Мать прошла к столу — бледная, как всегда после трудного дня. Но сегодня она была очень сосредоточенна и словно хотела что-то сказать, но сдерживалась.
Она села, облокотясь рукой на Ольгин столик у окна. У нее была почти девичья рука. Тонкие красивые пальцы. И копна волос, и брови, и краешки ресниц светились от настольной лампы.
— У меня сегодня интересный день. Словно родилась заново, — сказала она.
— Ты и так не стара, мама. Ты же знаешь это.
— Ах, да я вовсе не о том, Ольга. Я бы очень хотела, чтобы ты была сегодня со мной…
Мария Сергеевна была сейчас убеждена, что в клинике она думала именно об этом. И, пожалуй, это было правдой. Вдруг сейчас, в этой комнате, с ней что-то случилось: ей показалось, что она понимает дочь. Еще не может перевести в какие-то определенные слова это свое понимание, но понимает человека, которого столько лет не понимала. И это тоже было правдой.
Но всего пережитого за день для Ольги оказалось слишком много.
— Зачем ты мне все это говоришь? — тихо и раздельно сказала она. — Ты хочешь сказать, что жизнь моя пуста, и я пуста, я — человек «просто» так, и мне необходимо, если не самой творить, то хотя бы видеть, как люди, другие люди делают настоящее дело?!
— Ольга…
— Ах, мама, оставь.

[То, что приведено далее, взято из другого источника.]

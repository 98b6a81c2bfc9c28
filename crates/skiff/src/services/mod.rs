pub mod analytics;
pub mod bridge;
pub mod confidential;
pub mod launchpad;
pub mod swap;
pub mod wallet_server;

Ты же со мной сейчас не как с дочерью. Так дай же и мне однажды сказать…
— Что ты хочешь от меня, Ольга? — с тоскливой усталостью спросила Мария Сергеевна.
— Я? Ничего не хочу. Ну пойми ты, пойми — как мне здесь жить, а? Присутствовать? Это же надо! Отец — Герой Советского Союза, генерал-лейтенант, мать — кандидат, хирург, младшая сестра — чуть не Латынина, а дочь — санитарка!.. А я ничего не умею другого! Ничего! Кто я? А? Твоя дочь? Боже мой! Да не наврали ли тебе в роддоме? А может, перепутали?